Baywood, who said this recently at the launch of his book, ‘Beyond Rhetoric’ in Lagos, said: “We blame youths for kidnapping, theft and other vices, but we have not given them enough chance to show their talents and capacities. Worse still, they have no voice in the decisions taken over things that concern them. Yet many of them have remained resolute in keeping up with the fight; a fight against a system that seems to have forgotten that they exist.”
He said the book is his contribution to humanity, adding that it responds to this anomaly by offering solutions that go beyond the usual talk-shows the country is known for as a talking nation with no action.
“The book is challenging the mere rhetorics of Nigerians and giving a solution which lies in the ‘affirmative action.No one needs to be told that dealing with the enormity of these challenges bedevilling the youth cannot be achieved by mere rhetoric. The solution lies on decisive actions that are backed and given teeth by law and relevant legislations.”

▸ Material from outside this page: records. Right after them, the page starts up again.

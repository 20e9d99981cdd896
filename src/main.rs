//! # docsift CLI
//!
//! The `docsift` binary runs the analysis service and exposes the same
//! pipeline on the command line.
//!
//! ## Usage
//!
//! ```bash
//! docsift --config ./config/docsift.toml <command>
//! ```
//!
//! ## Commands
//!
//! | Command | Description |
//! |---------|-------------|
//! | `docsift init` | Create the SQLite database and run schema migrations |
//! | `docsift index` | Seed the comparison corpus from `[source] root` |
//! | `docsift analyze <doc_id>` | Analyze a document (idempotent) |
//! | `docsift show <doc_id>` | Print a stored analysis without computing |
//! | `docsift wordcloud <ref> --out <path>` | Export a stored word-cloud image |
//! | `docsift serve` | Start the HTTP API |
//!
//! ## Examples
//!
//! ```bash
//! docsift init
//! docsift index
//! docsift analyze essays/week1.txt --json
//! docsift serve
//! ```

use clap::{Parser, Subcommand};
use std::path::PathBuf;

use docsift::{analyze_cmd, config, index_cmd, migrate, observability, server};

/// docsift: idempotent document analysis with corpus overlap detection.
///
/// All commands accept a `--config` flag pointing to a TOML configuration
/// file. See `config/docsift.example.toml` for a full example.
#[derive(Parser)]
#[command(
    name = "docsift",
    about = "Idempotent document analysis: text metrics, corpus overlap, word clouds",
    version
)]
struct Cli {
    /// Path to configuration file (TOML).
    #[arg(long, global = true, default_value = "./config/docsift.toml")]
    config: PathBuf,

    #[command(subcommand)]
    command: Commands,
}

#[derive(Subcommand)]
enum Commands {
    /// Initialize the database schema.
    ///
    /// Idempotent; running it multiple times is safe.
    Init,

    /// Seed the comparison corpus from the filesystem source.
    Index,

    /// Analyze a document, or return its stored analysis.
    Analyze {
        /// Document id as understood by the configured content source.
        doc_id: String,

        /// Print the result as JSON.
        #[arg(long)]
        json: bool,
    },

    /// Print the stored analysis of a document.
    Show {
        doc_id: String,

        #[arg(long)]
        json: bool,
    },

    /// Write a stored word-cloud image to a file.
    Wordcloud {
        /// Reference from an analysis' `wordCloudRef`.
        blob_ref: String,

        /// Output path for the PNG.
        #[arg(long)]
        out: PathBuf,
    },

    /// Start the HTTP server on `[server] bind`.
    Serve,
}

#[tokio::main]
async fn main() -> anyhow::Result<()> {
    let cli = Cli::parse();

    let cfg = config::load_config(&cli.config)?;
    observability::init(&cfg.log.level);

    match cli.command {
        Commands::Init => {
            migrate::run_migrations(&cfg).await?;
            println!("Database initialized successfully.");
        }
        Commands::Index => {
            index_cmd::run_index(&cfg).await?;
        }
        Commands::Analyze { doc_id, json } => {
            analyze_cmd::run_analyze(&cfg, &doc_id, json).await?;
        }
        Commands::Show { doc_id, json } => {
            analyze_cmd::run_show(&cfg, &doc_id, json).await?;
        }
        Commands::Wordcloud { blob_ref, out } => {
            analyze_cmd::run_wordcloud(&cfg, &blob_ref, &out).await?;
        }
        Commands::Serve => {
            server::run_server(&cfg).await?;
        }
    }

    Ok(())
}
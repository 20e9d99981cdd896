//! HTTP API for the analysis service.
//!
//! # Endpoints
//!
//! | Method | Path | Description |
//! |--------|------|-------------|
//! | `GET`/`POST` | `/analyze/{doc_id}` | Analyze a document (or return its stored analysis) |
//! | `GET`  | `/analysis/{doc_id}` | Stored analysis only; `404` if never analyzed |
//! | `GET`  | `/wordcloud/{ref}` | Word-cloud image (`image/png`) |
//! | `GET`  | `/health` | Health check (returns version) |
//!
//! # Error Contract
//!
//! ```json
//! { "error": { "code": "not_found", "message": "document not found: essay.txt" } }
//! ```
//!
//! Error codes: `bad_request` (400), `not_found` (404), `empty_content` (422),
//! `timeout` (504), `unavailable` (502 when the content source failed, 503
//! when the store did).
//!
//! # CORS
//!
//! All origins, methods, and headers are permitted so the API can be called
//! directly from browser front-ends.

use axum::{
    extract::{Path, State},
    http::{header, StatusCode},
    response::{IntoResponse, Response},
    routing::get,
    Json, Router,
};
use serde::Serialize;
use std::sync::Arc;
use tower_http::cors::{Any, CorsLayer};
use tower_http::trace::TraceLayer;

use docsift_core::error::{AnalyzeError, ErrorKind, StoreError};
use docsift_core::models::AnalysisResult;

use crate::analyzer::Analyzer;
use crate::config::Config;
use crate::stores::create_store;

/// Shared application state passed to all route handlers.
#[derive(Clone)]
struct AppState {
    analyzer: Arc<Analyzer>,
}

/// Starts the HTTP server on `[server].bind` and runs until terminated.
pub async fn run_server(config: &Config) -> anyhow::Result<()> {
    let store = create_store(config).await?;
    let analyzer = Arc::new(Analyzer::from_config(config, store)?);

    let listener = tokio::net::TcpListener::bind(&config.server.bind).await?;
    tracing::info!(
        bind = %config.server.bind,
        source = ?config.source.kind,
        wordcloud = %config.wordcloud.provider,
        "docsift listening"
    );

    axum::serve(listener, build_router(analyzer)).await?;
    Ok(())
}

/// The full route table around an existing analyzer.
pub fn build_router(analyzer: Arc<Analyzer>) -> Router {
    let cors = CorsLayer::new()
        .allow_origin(Any)
        .allow_methods(Any)
        .allow_headers(Any);

    Router::new()
        .route(
            "/analyze/{doc_id}",
            get(handle_analyze).post(handle_analyze),
        )
        .route("/analysis/{doc_id}", get(handle_stored))
        .route("/wordcloud/{blob_ref}", get(handle_wordcloud))
        .route("/health", get(handle_health))
        .layer(TraceLayer::new_for_http())
        .layer(cors)
        .with_state(AppState { analyzer })
}

// ============ Error response ============

#[derive(Serialize)]
struct ErrorBody {
    error: ErrorDetail,
}

#[derive(Serialize)]
struct ErrorDetail {
    code: String,
    message: String,
}

struct AppError {
    status: StatusCode,
    code: &'static str,
    message: String,
}

impl AppError {
    fn new(status: StatusCode, code: &'static str, message: impl Into<String>) -> Self {
        Self {
            status,
            code,
            message: message.into(),
        }
    }
}

impl IntoResponse for AppError {
    fn into_response(self) -> Response {
        let body = ErrorBody {
            error: ErrorDetail {
                code: self.code.to_string(),
                message: self.message,
            },
        };
        (self.status, Json(body)).into_response()
    }
}

impl From<AnalyzeError> for AppError {
    fn from(err: AnalyzeError) -> Self {
        let message = err.to_string();
        match (&err, err.kind()) {
            (AnalyzeError::EmptyContent { .. }, _) => {
                Self::new(StatusCode::UNPROCESSABLE_ENTITY, "empty_content", message)
            }
            (_, ErrorKind::BadInput) => Self::new(StatusCode::BAD_REQUEST, "bad_request", message),
            (_, ErrorKind::NotFound) => Self::new(StatusCode::NOT_FOUND, "not_found", message),
            (_, ErrorKind::Timeout) => Self::new(StatusCode::GATEWAY_TIMEOUT, "timeout", message),
            (AnalyzeError::ContentFetch { .. }, ErrorKind::Unavailable) => {
                Self::new(StatusCode::BAD_GATEWAY, "unavailable", message)
            }
            (_, ErrorKind::Unavailable) => {
                Self::new(StatusCode::SERVICE_UNAVAILABLE, "unavailable", message)
            }
        }
    }
}

impl From<StoreError> for AppError {
    fn from(err: StoreError) -> Self {
        match err {
            StoreError::NotFound(_) => {
                Self::new(StatusCode::NOT_FOUND, "not_found", err.to_string())
            }
            other => Self::new(StatusCode::SERVICE_UNAVAILABLE, "unavailable", other.to_string()),
        }
    }
}

// ============ GET /health ============

#[derive(Serialize)]
struct HealthResponse {
    status: String,
    version: String,
}

async fn handle_health() -> Json<HealthResponse> {
    Json(HealthResponse {
        status: "ok".to_string(),
        version: env!("CARGO_PKG_VERSION").to_string(),
    })
}

// ============ GET|POST /analyze/{doc_id} ============

async fn handle_analyze(
    State(state): State<AppState>,
    Path(doc_id): Path<String>,
) -> Result<Json<AnalysisResult>, AppError> {
    match state.analyzer.analyze(&doc_id).await {
        Ok(result) => Ok(Json(result)),
        Err(e) => {
            tracing::warn!(doc_id = %doc_id, error = %e, "analysis failed");
            Err(e.into())
        }
    }
}

// ============ GET /analysis/{doc_id} ============

async fn handle_stored(
    State(state): State<AppState>,
    Path(doc_id): Path<String>,
) -> Result<Json<AnalysisResult>, AppError> {
    state
        .analyzer
        .stored(&doc_id)
        .await?
        .map(Json)
        .ok_or_else(|| {
            AppError::new(
                StatusCode::NOT_FOUND,
                "not_found",
                format!("no analysis stored for document: {}", doc_id),
            )
        })
}

// ============ GET /wordcloud/{ref} ============

async fn handle_wordcloud(
    State(state): State<AppState>,
    Path(blob_ref): Path<String>,
) -> Result<Response, AppError> {
    let image = state.analyzer.store().get_blob(&blob_ref).await?;
    Ok(([(header::CONTENT_TYPE, "image/png")], image).into_response())
}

In his remarks, the Vice-Chairman, Agric Business Group, Chief Emmanuel Ijewere appealed to Nigerian youths to rise and take advantage of opportunities around them with the intent of reforming the country.
He said if youths want representation in the polity, they shouldn’t just sit and wait for things to happen, but ensure they take action.

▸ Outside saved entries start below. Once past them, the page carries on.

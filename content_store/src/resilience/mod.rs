//! Circuit breaker, retry and timeout policies around backend calls.
//!
//! Retry wraps the breaker: every attempt asks the breaker for a permit, so
//! an open circuit fails the call fast and is never retried.

mod circuit_breaker;
mod retry;

use std::{future::Future, sync::Arc, time::Duration};

pub use circuit_breaker::{CallNotPermitted, CallPermit, CircuitBreaker, CircuitState};
pub use retry::RetryPolicy;
use tracing::{debug, error, warn};

use crate::{config::ContentStoreConfig, metrics::ContentMetrics, ContentError, ContentResult};

const BREAKER_NAME: &str = "azureBlobStorage";

/// Shared policy state for one backend. Cheap to clone; clones share the
/// same breaker.
#[derive(Debug, Clone)]
pub struct Resilience {
    breaker: Arc<CircuitBreaker>,
    retry: RetryPolicy,
    timeout: Duration,
}

impl Resilience {
    pub fn new(breaker: Arc<CircuitBreaker>, retry: RetryPolicy, timeout: Duration) -> Self {
        Self {
            breaker,
            retry,
            timeout,
        }
    }

    pub fn from_config(config: &ContentStoreConfig, metrics: Option<ContentMetrics>) -> Self {
        let mut breaker = CircuitBreaker::new(BREAKER_NAME, config.circuit_breaker.clone());
        if let Some(metrics) = metrics {
            breaker = breaker.with_metrics(metrics);
        }
        Self::new(
            Arc::new(breaker),
            RetryPolicy::from_config(config),
            config.timeout(),
        )
    }

    pub fn breaker(&self) -> &Arc<CircuitBreaker> {
        &self.breaker
    }

    pub fn retry_policy(&self) -> &RetryPolicy {
        &self.retry
    }

    pub fn timeout(&self) -> Duration {
        self.timeout
    }

    /// Run `operation` under retry, breaker and per-attempt timeout. The
    /// last error is returned once attempts run out.
    pub async fn call<T, F, Fut>(
        &self,
        op: &'static str,
        location: &str,
        operation: F,
    ) -> ContentResult<T>
    where
        F: FnMut() -> Fut,
        Fut: Future<Output = ContentResult<T>>,
    {
        self.retrying(op, location, Some(self.timeout), operation).await
    }

    /// Like [`Resilience::call`] with an explicit per-attempt limit, for
    /// requests whose transfer time grows with the payload.
    pub async fn call_with_timeout<T, F, Fut>(
        &self,
        op: &'static str,
        location: &str,
        limit: Duration,
        operation: F,
    ) -> ContentResult<T>
    where
        F: FnMut() -> Fut,
        Fut: Future<Output = ContentResult<T>>,
    {
        self.retrying(op, location, Some(limit), operation).await
    }

    /// Like [`Resilience::call`], but the attempt as a whole is not bounded.
    /// For multi-request operations that bound each request themselves with
    /// [`Resilience::bounded`].
    pub async fn call_stepwise<T, F, Fut>(
        &self,
        op: &'static str,
        location: &str,
        operation: F,
    ) -> ContentResult<T>
    where
        F: FnMut() -> Fut,
        Fut: Future<Output = ContentResult<T>>,
    {
        self.retrying(op, location, None, operation).await
    }

    async fn retrying<T, F, Fut>(
        &self,
        op: &'static str,
        location: &str,
        limit: Option<Duration>,
        mut operation: F,
    ) -> ContentResult<T>
    where
        F: FnMut() -> Fut,
        Fut: Future<Output = ContentResult<T>>,
    {
        let mut attempt = 1;
        loop {
            let result = match self.acquire(op, location) {
                Ok(permit) => {
                    let result = match limit {
                        Some(limit) => self.bounded_by(op, location, limit, operation()).await,
                        None => operation().await,
                    };
                    permit.record(&result);
                    result
                }
                Err(err) => Err(err),
            };
            let err = match result {
                Ok(value) => return Ok(value),
                Err(err) => err,
            };

            if attempt < self.retry.max_attempts && self.retry.should_retry(&err) {
                warn!(
                    op,
                    location,
                    attempt,
                    max_attempts = self.retry.max_attempts,
                    error = %err,
                    "backend call failed, retrying"
                );
                tokio::time::sleep(self.retry.wait).await;
                attempt += 1;
                continue;
            }

            if err.is_not_found() {
                debug!(op, location, attempts = attempt, "content not found");
            } else {
                error!(op, location, attempts = attempt, error = %err, "backend call failed");
            }
            return Err(err);
        }
    }

    /// One guarded attempt: breaker permit, then the timeout-bounded call.
    pub async fn call_once<T, Fut>(
        &self,
        op: &'static str,
        location: &str,
        fut: Fut,
    ) -> ContentResult<T>
    where
        Fut: Future<Output = ContentResult<T>>,
    {
        let permit = self.acquire(op, location)?;
        let result = self.bounded(op, location, fut).await;
        permit.record(&result);
        result
    }

    /// Breaker permit for calls that cannot be replayed (streamed uploads).
    pub fn acquire(&self, op: &'static str, location: &str) -> ContentResult<CallPermit> {
        self.breaker
            .try_acquire()
            .map_err(|CallNotPermitted| ContentError::CircuitOpen {
                op,
                target: location.to_string(),
            })
    }

    /// Apply the per-call timeout only.
    pub async fn bounded<T, Fut>(
        &self,
        op: &'static str,
        location: &str,
        fut: Fut,
    ) -> ContentResult<T>
    where
        Fut: Future<Output = ContentResult<T>>,
    {
        self.bounded_by(op, location, self.timeout, fut).await
    }

    async fn bounded_by<T, Fut>(
        &self,
        op: &'static str,
        location: &str,
        limit: Duration,
        fut: Fut,
    ) -> ContentResult<T>
    where
        Fut: Future<Output = ContentResult<T>>,
    {
        match tokio::time::timeout(limit, fut).await {
            Ok(result) => result,
            Err(_) => Err(ContentError::Timeout {
                op,
                target: location.to_string(),
                after: limit,
            }),
        }
    }
}
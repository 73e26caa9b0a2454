//! Content checksums.

use std::str::FromStr;

use md5::Md5;
use sha1::Sha1;
use sha2::{Digest, Sha224, Sha256, Sha384, Sha512};
use strum::{Display, EnumString};

use crate::{ContentError, ContentResult};

/// Supported digest algorithms. Names parse case-insensitively, with or
/// without the dash (`SHA-256`, `sha256`). `SHA` alone means SHA-1.
#[derive(Debug, Clone, Copy, PartialEq, Eq, Display, EnumString)]
#[strum(ascii_case_insensitive)]
pub enum ChecksumAlgorithm {
    #[strum(to_string = "MD5", serialize = "MD-5")]
    Md5,
    #[strum(to_string = "SHA-1", serialize = "SHA1", serialize = "SHA")]
    Sha1,
    #[strum(to_string = "SHA-224", serialize = "SHA224")]
    Sha224,
    #[strum(to_string = "SHA-256", serialize = "SHA256")]
    Sha256,
    #[strum(to_string = "SHA-384", serialize = "SHA384")]
    Sha384,
    #[strum(to_string = "SHA-512", serialize = "SHA512")]
    Sha512,
}

impl ChecksumAlgorithm {
    pub fn parse(name: &str) -> ContentResult<Self> {
        ChecksumAlgorithm::from_str(name.trim()).map_err(|_| ContentError::Checksum {
            algorithm: name.to_string(),
            reason: "unsupported digest algorithm".to_string(),
        })
    }

    pub fn hasher(self) -> ChecksumHasher {
        match self {
            ChecksumAlgorithm::Md5 => ChecksumHasher::Md5(Md5::new()),
            ChecksumAlgorithm::Sha1 => ChecksumHasher::Sha1(Sha1::new()),
            ChecksumAlgorithm::Sha224 => ChecksumHasher::Sha224(Sha224::new()),
            ChecksumAlgorithm::Sha256 => ChecksumHasher::Sha256(Sha256::new()),
            ChecksumAlgorithm::Sha384 => ChecksumHasher::Sha384(Sha384::new()),
            ChecksumAlgorithm::Sha512 => ChecksumHasher::Sha512(Sha512::new()),
        }
    }

    /// One-shot digest, lowercase hex.
    pub fn digest_hex(self, data: &[u8]) -> String {
        let mut hasher = self.hasher();
        hasher.update(data);
        hasher.finalize_hex()
    }
}

/// Incremental hasher fed chunk by chunk while content streams in.
pub enum ChecksumHasher {
    Md5(Md5),
    Sha1(Sha1),
    Sha224(Sha224),
    Sha256(Sha256),
    Sha384(Sha384),
    Sha512(Sha512),
}

impl ChecksumHasher {
    pub fn update(&mut self, data: &[u8]) {
        match self {
            ChecksumHasher::Md5(h) => h.update(data),
            ChecksumHasher::Sha1(h) => h.update(data),
            ChecksumHasher::Sha224(h) => h.update(data),
            ChecksumHasher::Sha256(h) => h.update(data),
            ChecksumHasher::Sha384(h) => h.update(data),
            ChecksumHasher::Sha512(h) => h.update(data),
        }
    }

    pub fn finalize_hex(self) -> String {
        match self {
            ChecksumHasher::Md5(h) => hex::encode(h.finalize()),
            ChecksumHasher::Sha1(h) => hex::encode(h.finalize()),
            ChecksumHasher::Sha224(h) => hex::encode(h.finalize()),
            ChecksumHasher::Sha256(h) => hex::encode(h.finalize()),
            ChecksumHasher::Sha384(h) => hex::encode(h.finalize()),
            ChecksumHasher::Sha512(h) => hex::encode(h.finalize()),
        }
    }
}

/// Case-insensitive hex comparison.
pub fn checksums_match(actual: &str, expected: &str) -> bool {
    actual.eq_ignore_ascii_case(expected.trim())
}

He regretted that those who are already at the helm of affairs in the country have failed to give up power to youths. This he said is why the country is still following the old order.

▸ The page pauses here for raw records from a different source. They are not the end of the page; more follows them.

//! Document content storage on blob backends.
//!
//! Document content lives in one blob per document, named
//! `{path_prefix}{document_id}.content`. Every backend call goes through a
//! shared circuit breaker, a fixed-wait retry policy and a per-call timeout.
//!
//! ```no_run
//! use bytes::Bytes;
//! use content_store::{build_content_port, ContentStoreConfig};
//!
//! # async fn example() -> content_store::ContentResult<()> {
//! let port = build_content_port(&ContentStoreConfig::in_memory(), None)?;
//! let id = uuid::Uuid::new_v4();
//! port.store_content(id, Bytes::from_static(b"hello"), Some("text/plain"))
//!     .await?;
//! assert!(port.exists_content(id).await?);
//! # Ok(())
//! # }
//! ```

pub mod backends;
pub mod checksum;
pub mod config;
pub mod error;
pub mod metrics;
pub mod naming;
pub mod port;
pub mod resilience;
pub mod store;
pub mod strategy;

use std::sync::Arc;

pub use backends::{build_object_store, AdapterDescriptor, AdapterFeature, AdapterType};
pub use checksum::ChecksumAlgorithm;
pub use config::{CircuitBreakerConfig, ContentStoreConfig, RetryConfig, RetryOn};
pub use error::{ContentError, ContentResult};
pub use metrics::ContentMetrics;
pub use naming::BlobNaming;
use opentelemetry::metrics::Meter;
pub use port::{ByteStream, DocumentContentPort};
pub use resilience::{CircuitBreaker, CircuitState, Resilience, RetryPolicy};
pub use store::BlobContentStore;
pub use strategy::UploadStrategy;
use tracing::info;

/// Validate the configuration, connect the configured backend and wrap it in
/// the resilient content store.
pub fn build_content_port(
    config: &ContentStoreConfig,
    meter: Option<&Meter>,
) -> ContentResult<Arc<dyn DocumentContentPort>> {
    config.validate()?;
    let object_store = build_object_store(config)?;
    let store = match meter {
        Some(meter) => BlobContentStore::new_with_metrics(object_store, config, meter),
        None => BlobContentStore::new(object_store, config),
    };
    info!(
        adapter = store.adapter_name(),
        adapter_type = %config.adapter_type,
        prefix = %config.path_prefix,
        "created document content store"
    );
    Ok(Arc::new(store))
}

“No-one will willingly relinquish power to the youths, you need to grab it. Ask yourselves, in 2019, do we want to continue with the old order? Nobody will give you anything. Youths have to make it clear that failure to invest in them, there is no future.”
He said the President of France, Emmanuel Macron wouldn’t have succeeded if his fellow youths didn’t stand to support him, adding that the youths should seek counsel and take advantage of it to reform Nigeria. “Countries did not rely on affirmative action but on direct actions,” Ijewere who was Chairman of the occasion said.
In his keynote address titled ‘Between Essentialisms and Despondency’, the Country Director, Plan Internal, Abuja, Dr. Hussaini Abdul, who said he has been involved in youth issues in the past 10 years, noted that issues concerning them have been key conversation globally.
He regretted the huge misconception and fallacies about youths, saying that they have been criminalised and marginalised and that political parties have failed to give them the platform to make progress. “Youths have become mainstream in conversation but not mainstream in development discourse.”
The book reviewer, Professor Patricia Dali said affirmative action can always be merged with direct action to give youths opportunities to take leadership positions.